_Exercise details_. Copy each line of the records that contains the word "UserResponse".

[Saved entries]
□ □ □

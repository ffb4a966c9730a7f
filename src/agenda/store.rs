//! Agenda Storage
//! Per-user schedule entries. Pure storage with ownership filtering.

use crate::db::Db;
use anyhow::Result;
use rusqlite::params;
use serde::Serialize;
use std::fmt;

/// Personal schedule entry. The owning user id is an access-control detail
/// and is not part of the serialized form.
#[derive(Debug, Clone, Serialize)]
pub struct AgendaEntry {
    pub id: i64,
    pub title: String,
    pub date: String,
}

#[derive(Debug)]
pub enum AgendaStoreError {
    Storage(anyhow::Error),
}

impl fmt::Display for AgendaStoreError {
    fn fmt(&self, f: &mut fmt::Formatter<'_>) -> fmt::Result {
        match self {
            AgendaStoreError::Storage(e) => write!(f, "Storage error: {}", e),
        }
    }
}

impl std::error::Error for AgendaStoreError {}

impl From<rusqlite::Error> for AgendaStoreError {
    fn from(e: rusqlite::Error) -> Self {
        AgendaStoreError::Storage(e.into())
    }
}

/// Agenda storage with SQLite backend
#[derive(Clone)]
pub struct AgendaStore {
    db: Db,
}

impl AgendaStore {
    pub fn new(db: Db) -> Result<Self> {
        let store = Self { db };
        store.init_db()?;
        Ok(store)
    }

    fn init_db(&self) -> Result<()> {
        let conn = self.db.lock();
        conn.execute(
            "CREATE TABLE IF NOT EXISTS agenda (
                id INTEGER PRIMARY KEY AUTOINCREMENT,
                user_id INTEGER NOT NULL,
                title TEXT NOT NULL,
                date TEXT NOT NULL,
                FOREIGN KEY (user_id) REFERENCES users(id)
            )",
            [],
        )?;
        Ok(())
    }

    /// List entries owned by `user_id`, ordered by date ascending.
    pub fn list_for_user(&self, user_id: i64) -> Result<Vec<AgendaEntry>, AgendaStoreError> {
        let conn = self.db.lock();
        let mut stmt = conn.prepare(
            "SELECT id, title, date FROM agenda WHERE user_id = ?1 ORDER BY date",
        )?;

        let entries = stmt
            .query_map(params![user_id], |row| {
                Ok(AgendaEntry {
                    id: row.get(0)?,
                    title: row.get(1)?,
                    date: row.get(2)?,
                })
            })?
            .collect::<Result<Vec<_>, _>>()?;

        Ok(entries)
    }

    /// Create an entry owned by `user_id`.
    pub fn create(
        &self,
        user_id: i64,
        title: &str,
        date: &str,
    ) -> Result<AgendaEntry, AgendaStoreError> {
        let conn = self.db.lock();
        conn.execute(
            "INSERT INTO agenda (user_id, title, date) VALUES (?1, ?2, ?3)",
            params![user_id, title, date],
        )?;

        Ok(AgendaEntry {
            id: conn.last_insert_rowid(),
            title: title.to_string(),
            date: date.to_string(),
        })
    }
}

#[cfg(test)]
mod tests {
    use super::*;
    use crate::auth::models::UserRole;
    use crate::auth::UserStore;
    use crate::db;

    fn create_test_store() -> (AgendaStore, UserStore) {
        let db = db::open_in_memory();
        let users = UserStore::new(db.clone()).unwrap();
        let agenda = AgendaStore::new(db).unwrap();
        (agenda, users)
    }

    #[test]
    fn test_entries_are_owner_filtered() {
        let (agenda, users) = create_test_store();
        let a = users.create_user("a", "pass", UserRole::Standard).unwrap();
        let b = users.create_user("b", "pass", UserRole::Standard).unwrap();

        agenda.create(a.id, "Shift", "2026-09-01").unwrap();
        agenda.create(b.id, "Meeting", "2026-09-02").unwrap();

        let for_a = agenda.list_for_user(a.id).unwrap();
        assert_eq!(for_a.len(), 1);
        assert_eq!(for_a[0].title, "Shift");

        let for_b = agenda.list_for_user(b.id).unwrap();
        assert_eq!(for_b.len(), 1);
        assert_eq!(for_b[0].title, "Meeting");
    }

    #[test]
    fn test_entries_ordered_by_date() {
        let (agenda, users) = create_test_store();
        let user = users.create_user("a", "pass", UserRole::Standard).unwrap();

        agenda.create(user.id, "Later", "2026-09-05").unwrap();
        agenda.create(user.id, "Sooner", "2026-09-01").unwrap();

        let entries = agenda.list_for_user(user.id).unwrap();
        assert_eq!(entries[0].title, "Sooner");
        assert_eq!(entries[1].title, "Later");
    }
}
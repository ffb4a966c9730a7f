//! Authentication Models
//! Mission: Define secure user and authentication data structures

use serde::{Deserialize, Serialize};

/// User account
#[derive(Debug, Clone, Serialize, Deserialize)]
pub struct User {
    pub id: i64,
    pub name: String,
    #[serde(skip_serializing)]
    pub password_hash: String, // bcrypt hash - never serialize
    pub role: UserRole,
}

/// User roles for RBAC
#[derive(Debug, Clone, Copy, Serialize, Deserialize, PartialEq, Eq)]
pub enum UserRole {
    #[serde(rename = "admin")]
    Admin, // Full access, can manage users and missions
    #[serde(rename = "standard")]
    Standard, // Own agenda + mission listing
}

impl UserRole {
    pub fn as_str(&self) -> &str {
        match self {
            UserRole::Admin => "admin",
            UserRole::Standard => "standard",
        }
    }

    pub fn from_str(s: &str) -> Option<Self> {
        match s.to_lowercase().as_str() {
            "admin" => Some(UserRole::Admin),
            "standard" => Some(UserRole::Standard),
            _ => None,
        }
    }
}

/// JWT Claims payload
#[derive(Debug, Clone, Serialize, Deserialize)]
pub struct Claims {
    pub sub: String, // subject (user id)
    pub name: String,
    pub role: UserRole,
    pub exp: usize, // expiration timestamp
}

impl Claims {
    /// Numeric user id carried in `sub`.
    pub fn user_id(&self) -> Option<i64> {
        self.sub.parse().ok()
    }
}

/// Login request body
#[derive(Debug, Deserialize)]
pub struct LoginRequest {
    pub name: Option<String>,
    pub password: Option<String>,
}

/// Login response
#[derive(Debug, Serialize)]
pub struct LoginResponse {
    pub token: String,
    pub expires_in: usize, // seconds until expiration
    pub user: UserResponse,
}

/// User response (sanitized)
#[derive(Debug, Serialize)]
pub struct UserResponse {
    pub id: i64,
    pub name: String,
    pub role: UserRole,
}

impl UserResponse {
    pub fn from_user(user: &User) -> Self {
        Self {
            id: user.id,
            name: user.name.clone(),
            role: user.role,
        }
    }
}

/// Create user request
#[derive(Debug, Deserialize)]
pub struct CreateUserRequest {
    pub name: Option<String>,
    pub password: Option<String>,
    pub role: Option<UserRole>,
}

□ □ □

_Reply to the task_.
    pub user: UserResponse,
pub struct UserResponse {
impl UserResponse {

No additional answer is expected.